Missionary and Red-Headed Beggar II. Red-Headed Beggar and
Missionary III. The Spy and the Dead Boatswain IV. I Go Aboard the
Kut Sang V. The Dead Man in the Passage VI. The Red-Headed Man
Makes an Accusation VII. I Turn Spy Myself VIII. Mr. Harris Has a
Few Ideas IX. A Fight in the Dark X. The Devil's Admiral XI. A
Council of War XII. The Battle on the Bridge XIII. We Plan an
Expedition XIV. The Pursuit Ashore XV. Two Thieves and a Fight
XVI. The Gold and the Pirates XVII. The Art of Thirkle XVIII. Big
Stakes in a Big Game XIX. "One Man Less in the Forecastle Mess" XX.
The Last
CHAPTER I
MISSIONARY AND RED-HEADED BEGGAR
Captain Riggs had a trunk full of old logbooks, and he said any of them
would make a better story than the Kut Sang. The truth of it was, he
didn't want me to write this story. There were things he didn't wish to
see in type, perhaps because he feared to read about himself and what
had happened in the old steamer in the China Sea.
"Folks don't care nothing about cargo-boats," he would say, taking his
pipe out of his mouth and shaking his head gravely, whenever I hinted
that I would like to tell of our adventure of the Kut Sang. "They want
yarns of them floating hotels called liners, with palm-gardens in 'em
and bands playing at their meals and games and so on going from eight
bells to the bos'n's watch.

"It was mostly fighting in the Kut Sang, and the mess you and me and
poor Harris and the black boy there got into wouldn't be just the quiet
sort of reading folks want these days. It was all over in a night and a
day, anyway--look at them Northern Spy apples, Mr. Trenholm!"
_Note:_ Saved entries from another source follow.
use std::str::FromStr;

use anyhow::{bail, Result};
use strum::IntoEnumIterator;

use cameo_application::SessionService;
use cameo_core::persona::PersonaKind;
use cameo_infrastructure::ConfigService;

/// Parses a persona name as given on the command line.
pub fn parse_persona(input: &str) -> Result<PersonaKind> {
    match PersonaKind::from_str(input.trim()) {
        Ok(kind) => Ok(kind),
        Err(_) => {
            let known: Vec<String> = PersonaKind::iter().map(|kind| kind.to_string()).collect();
            bail!(
                "unknown persona '{input}'; expected one of: {}",
                known.join(", ")
            )
        }
    }
}

/// Builds the session service from the on-disk configuration.
pub fn service() -> Result<SessionService> {
    let config = ConfigService::new()?.get_config();
    SessionService::new(config)
}

#[cfg(test)]
mod tests {
    use super::*;

    #[test]
    fn test_parse_persona_accepts_snake_case() {
        assert_eq!(
            parse_persona("wellness_guide").unwrap(),
            PersonaKind::WellnessGuide
        );
        assert_eq!(parse_persona(" game_master ").unwrap(), PersonaKind::GameMaster);
    }

    #[test]
    fn test_parse_persona_error_lists_the_options() {
        let err = parse_persona("barista").unwrap_err().to_string();
        assert!(err.contains("barista"));
        assert!(err.contains("sales_rep"));
    }
}
//! Per-session usage accounting.
//!
//! Counts what flowed through a session so the close log line can report
//! it, the same shape hosted pipelines bill on.

use std::collections::BTreeMap;
use std::fmt;

/// Counters for one session.
#[derive(Debug, Clone, Default, PartialEq, Eq)]
pub struct UsageCollector {
    user_turns: u64,
    agent_turns: u64,
    tool_calls: BTreeMap<String, u64>,
}

impl UsageCollector {
    pub fn new() -> Self {
        Self::default()
    }

    pub fn record_user_turn(&mut self) {
        self.user_turns += 1;
    }

    pub fn record_agent_turn(&mut self) {
        self.agent_turns += 1;
    }

    pub fn record_tool_call(&mut self, name: &str) {
        *self.tool_calls.entry(name.to_string()).or_insert(0) += 1;
    }

    pub fn user_turns(&self) -> u64 {
        self.user_turns
    }

    pub fn agent_turns(&self) -> u64 {
        self.agent_turns
    }

    pub fn total_tool_calls(&self) -> u64 {
        self.tool_calls.values().sum()
    }
}

impl fmt::Display for UsageCollector {
    fn fmt(&self, f: &mut fmt::Formatter<'_>) -> fmt::Result {
        write!(
            f,
            "user_turns={} agent_turns={} tool_calls={}",
            self.user_turns,
            self.agent_turns,
            self.total_tool_calls()
        )?;
        if !self.tool_calls.is_empty() {
            let breakdown: Vec<String> = self
                .tool_calls
                .iter()
                .map(|(name, count)| format!("{name}:{count}"))
                .collect();
            write!(f, " ({})", breakdown.join(", "))?;
        }
        Ok(())
    }
}

#[cfg(test)]
mod tests {
    use super::*;

    #[test]
    fn test_counts_accumulate() {
        let mut usage = UsageCollector::new();
        usage.record_user_turn();
        usage.record_user_turn();
        usage.record_agent_turn();
        usage.record_tool_call("update_checkin");
        usage.record_tool_call("update_checkin");
        usage.record_tool_call("save_checkin");

        assert_eq!(usage.user_turns(), 2);
        assert_eq!(usage.agent_turns(), 1);
        assert_eq!(usage.total_tool_calls(), 3);
    }

    #[test]
    fn test_summary_line_is_stable() {
        let mut usage = UsageCollector::new();
        usage.record_tool_call("b_tool");
        usage.record_tool_call("a_tool");
        usage.record_user_turn();

        assert_eq!(
            usage.to_string(),
            "user_turns=1 agent_turns=0 tool_calls=2 (a_tool:1, b_tool:1)"
        );
    }
}
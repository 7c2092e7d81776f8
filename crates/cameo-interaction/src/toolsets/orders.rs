//! Order-taking tools shared by the grocery clerk and the storefront
//! assistant. The two personas differ only in catalog and copy; the cart
//! mechanics are identical.

use std::sync::Arc;

use async_trait::async_trait;

use cameo_core::archive::ArchiveRepository;
use cameo_core::catalog::{Product, ProductCatalog};
use cameo_core::error::Result;
use cameo_core::state::FieldValue;

use crate::tool::{
    optional_u64, required_str, unknown_tool, ParamSpec, ToolCall, ToolContext, ToolReply,
    ToolSpec, Toolset,
};

const SPECS: &[ToolSpec] = &[
    ToolSpec {
        name: "find_item",
        description: "Look an item up by id or descriptive words.",
        params: &[ParamSpec::required("query", "Item id or what the caller asked for.")],
    },
    ToolSpec {
        name: "add_to_cart",
        description: "Add a confirmed item to the order.",
        params: &[
            ParamSpec::required("item", "Item id or name."),
            ParamSpec::optional("quantity", "How many; defaults to 1."),
        ],
    },
    ToolSpec {
        name: "view_cart",
        description: "Read the current order back.",
        params: &[],
    },
    ToolSpec {
        name: "update_details",
        description: "Record order details (customer_name or pickup_time).",
        params: &[
            ParamSpec::required("field", "customer_name or pickup_time."),
            ParamSpec::required("value", "The detail."),
        ],
    },
    ToolSpec {
        name: "place_order",
        description: "Place the order. Call once, after reading the cart back.",
        params: &[],
    },
];

pub struct OrdersToolset {
    catalog: Arc<ProductCatalog>,
    archive: Arc<dyn ArchiveRepository>,
    store_name: &'static str,
}

impl OrdersToolset {
    pub fn new(
        catalog: Arc<ProductCatalog>,
        archive: Arc<dyn ArchiveRepository>,
        store_name: &'static str,
    ) -> Self {
        Self {
            catalog,
            archive,
            store_name,
        }
    }

    fn lookup(&self, query: &str) -> Option<&Product> {
        self.catalog
            .find_by_id(query)
            .or_else(|| self.catalog.find_by_keyword(query))
    }
}

/// Cart lines are written as `2 x Milk 2% @ $3.49`; the total is read
/// back off the same format.
fn cart_line(quantity: u64, product: &Product) -> String {
    format!("{quantity} x {} @ ${:.2}", product.name, product.price)
}

fn parse_cart_line(line: &str) -> Option<(u64, f64)> {
    let (quantity, rest) = line.split_once(" x ")?;
    let quantity = quantity.trim().parse::<u64>().ok()?;
    let (_, price) = rest.rsplit_once(" @ $")?;
    let price = price.trim().parse::<f64>().ok()?;
    Some((quantity, price))
}

fn cart_total(lines: &[String]) -> f64 {
    lines
        .iter()
        .filter_map(|line| parse_cart_line(line))
        .map(|(quantity, price)| quantity as f64 * price)
        .sum()
}

#[async_trait]
impl Toolset for OrdersToolset {
    fn specs(&self) -> &'static [ToolSpec] {
        SPECS
    }

    async fn handle(&self, ctx: &mut ToolContext<'_>, call: &ToolCall) -> Result<ToolReply> {
        match call.name.as_str() {
            "find_item" => {
                let query = required_str(call, "query")?;
                match self.lookup(query) {
                    Some(product) => {
                        let unit = product
                            .unit
                            .as_deref()
                            .map(|unit| format!(" per {unit}"))
                            .unwrap_or_default();
                        Ok(ToolReply::say(format!(
                            "We have {} at {}{unit}.",
                            product.name,
                            product.display_price()
                        )))
                    }
                    None => Ok(ToolReply::say(format!(
                        "I don't see that at {} right now.",
                        self.store_name
                    ))),
                }
            }
            "add_to_cart" => {
                let item = required_str(call, "item")?;
                let quantity = optional_u64(call, "quantity")?.unwrap_or(1).max(1);
                let Some(product) = self.lookup(item) else {
                    return Ok(ToolReply::say(format!(
                        "I can't add that; I don't see it at {}.",
                        self.store_name
                    )));
                };
                let line = cart_line(quantity, product);
                ctx.session.state.set("cart", line.clone())?;
                Ok(ToolReply::say(format!("Added {line} to your order.")))
            }
            "view_cart" => {
                let lines = match ctx.session.state.get("cart") {
                    Some(FieldValue::Items(items)) if !items.is_empty() => items.clone(),
                    _ => {
                        return Ok(ToolReply::say("Your order is empty so far."));
                    }
                };
                let total = cart_total(&lines);
                Ok(ToolReply::say(format!(
                    "So far: {}. That comes to ${total:.2}.",
                    lines.join("; ")
                )))
            }
            "update_details" => {
                let field = required_str(call, "field")?;
                let value = required_str(call, "value")?;
                ctx.session.state.set(field, value)?;
                Ok(ToolReply::say(format!("Noted, {field} is {value}.")))
            }
            "place_order" => {
                let has_items = matches!(
                    ctx.session.state.get("cart"),
                    Some(FieldValue::Items(items)) if !items.is_empty()
                );
                if !has_items {
                    return Ok(ToolReply::say(
                        "There's nothing in the order yet, so I can't place it.",
                    ));
                }
                let total = match ctx.session.state.get("cart") {
                    Some(FieldValue::Items(items)) => cart_total(items),
                    _ => 0.0,
                };
                let customer = ctx
                    .session
                    .state
                    .get("customer_name")
                    .and_then(|value| value.as_text())
                    .unwrap_or("walk-in")
                    .to_string();
                let summary = format!("order for {customer}, total ${total:.2}");
                let id = self
                    .archive
                    .append(&summary, ctx.session.state.snapshot())
                    .await?;
                ctx.session.state.reset();
                Ok(ToolReply::say(format!(
                    "Order {id} is in. Your total is ${total:.2}."
                )))
            }
            _ => Err(unknown_tool("orders", call)),
        }
    }
}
He wanted to forget the Kut Sang and the awful night we had in her. He
imagined he didn't figure to advantage in the story, and he winced
when I mentioned certain events, although I always insisted that he was
the bravest man among us, having a better realization of the odds
against us. Those who have faced danger know it takes a brave man to
admit that he is beaten, and still keep up the fight.
We all have better memories for our brave moments than for the fear
which threatened for a time to prove us cowards. The man who has
faced death and says he was not afraid is either a fool or a liar; and, if
only a liar, still a fool for telling himself that which he knows to be a lie.
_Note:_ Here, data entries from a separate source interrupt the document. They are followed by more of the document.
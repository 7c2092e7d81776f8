//! Verification and resolution tools for the case review desk.
//!
//! Tool order is enforced by the verification flow, not by prompt
//! goodwill: transaction details are unreachable until the caller passes
//! the security challenge, and resolutions are unreachable until then.
//! No tool accepts or returns card numbers or credentials.

use std::sync::Arc;

use async_trait::async_trait;

use cameo_core::catalog::{CaseRepository, CaseStatus};
use cameo_core::error::{CameoError, Result};
use cameo_core::fraud::VerificationStage;

use crate::tool::{
    optional_str, required_str, unknown_tool, ParamSpec, ToolCall, ToolContext, ToolReply,
    ToolSpec, Toolset,
};

const SPECS: &[ToolSpec] = &[
    ToolSpec {
        name: "load_case",
        description: "Find the caller's flagged-transaction case by their full name.",
        params: &[ParamSpec::required("name", "The caller's full name.")],
    },
    ToolSpec {
        name: "security_question",
        description: "Read the caller's security question.",
        params: &[],
    },
    ToolSpec {
        name: "verify_identity",
        description: "Check the caller's answer to the security question. One attempt.",
        params: &[ParamSpec::required("answer", "The caller's answer.")],
    },
    ToolSpec {
        name: "confirm_safe",
        description: "Caller recognizes the transaction; mark the case safe.",
        params: &[ParamSpec::optional("note", "Optional note for the case file.")],
    },
    ToolSpec {
        name: "confirm_fraud",
        description: "Caller disowns the transaction; mark the case fraudulent.",
        params: &[ParamSpec::optional("note", "Optional note for the case file.")],
    },
    ToolSpec {
        name: "case_status",
        description: "Where this call stands in the verification flow.",
        params: &[],
    },
];

pub struct FraudToolset {
    cases: Arc<dyn CaseRepository>,
}

impl FraudToolset {
    pub fn new(cases: Arc<dyn CaseRepository>) -> Self {
        Self { cases }
    }

    async fn resolve(
        &self,
        ctx: &mut ToolContext<'_>,
        call: &ToolCall,
        status: CaseStatus,
    ) -> Result<ToolReply> {
        let note = optional_str(call, "note").map(str::to_string);
        let patch = ctx.flow.confirm(status, note)?;
        let name = ctx
            .flow
            .case()
            .map(|case| case.user_name.clone())
            .ok_or_else(|| CameoError::flow("No case loaded."))?;
        self.cases.update_case(&name, patch).await?;
        let text = match status {
            CaseStatus::ConfirmedSafe => {
                "Thank you. I've marked the charge as recognized; no further action is needed."
            }
            _ => {
                "Understood. The charge is marked fraudulent, the card is blocked, and a \
                 replacement is on its way."
            }
        };
        Ok(ToolReply::closing(text))
    }
}

#[async_trait]
impl Toolset for FraudToolset {
    fn specs(&self) -> &'static [ToolSpec] {
        SPECS
    }

    async fn handle(&self, ctx: &mut ToolContext<'_>, call: &ToolCall) -> Result<ToolReply> {
        match call.name.as_str() {
            "load_case" => {
                let name = required_str(call, "name")?;
                match self.cases.find_by_name(name).await? {
                    Some(case) => {
                        ctx.flow.load_case(case)?;
                        Ok(ToolReply::say(
                            "I found your review case. Before we go further I need to \
                             verify your identity with a security question.",
                        ))
                    }
                    // A miss is conversational; the flow stays unverified.
                    None => Ok(ToolReply::say(format!(
                        "I don't find a review case under the name {name}. \
                         There's nothing needing your attention today."
                    ))),
                }
            }
            "security_question" => {
                let question = ctx.flow.begin_challenge()?.to_string();
                Ok(ToolReply::say(question))
            }
            "verify_identity" => {
                let answer = required_str(call, "answer")?;
                if ctx.flow.submit_answer(answer)? {
                    let transaction = ctx
                        .flow
                        .case()
                        .map(|case| case.transaction_line())
                        .unwrap_or_default();
                    Ok(ToolReply::say(format!(
                        "You're verified. I'm showing a charge of {transaction}. \
                         Do you recognize it?"
                    )))
                } else {
                    Ok(ToolReply::closing(
                        "That answer doesn't match what we have on file. For your security \
                         I can't continue; please visit a branch with photo ID.",
                    ))
                }
            }
            "confirm_safe" => self.resolve(ctx, call, CaseStatus::ConfirmedSafe).await,
            "confirm_fraud" => self.resolve(ctx, call, CaseStatus::ConfirmedFraud).await,
            "case_status" => {
                let text = match ctx.flow.stage() {
                    VerificationStage::Unverified => "No case is loaded yet.",
                    VerificationStage::CaseLoaded => {
                        "A case is loaded; identity not yet verified."
                    }
                    VerificationStage::VerificationPending => {
                        "Waiting on the security answer."
                    }
                    VerificationStage::Verified => {
                        "Caller verified; awaiting their decision on the charge."
                    }
                    VerificationStage::VerificationFailed => "Verification failed; call closed.",
                    VerificationStage::ConfirmedSafe => "Resolved: charge recognized.",
                    VerificationStage::ConfirmedFraud => "Resolved: charge fraudulent.",
                };
                Ok(ToolReply::say(text))
            }
            _ => Err(unknown_tool("fraud", call)),
        }
    }
}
The bravery of the seaman is that he fears the sea and knows its
ruthlessness and its ultimate victory, and accepts it as a part of his day's
work. This is a sea-story.
Captain Riggs had log-book stories that were good, and they might
have served him for a volume of marine memoirs. But I was with him
when we freighted the Kut Sang with adventure and sailed out of
Manila, so his musty records of rescues and wrecks lacked life for me.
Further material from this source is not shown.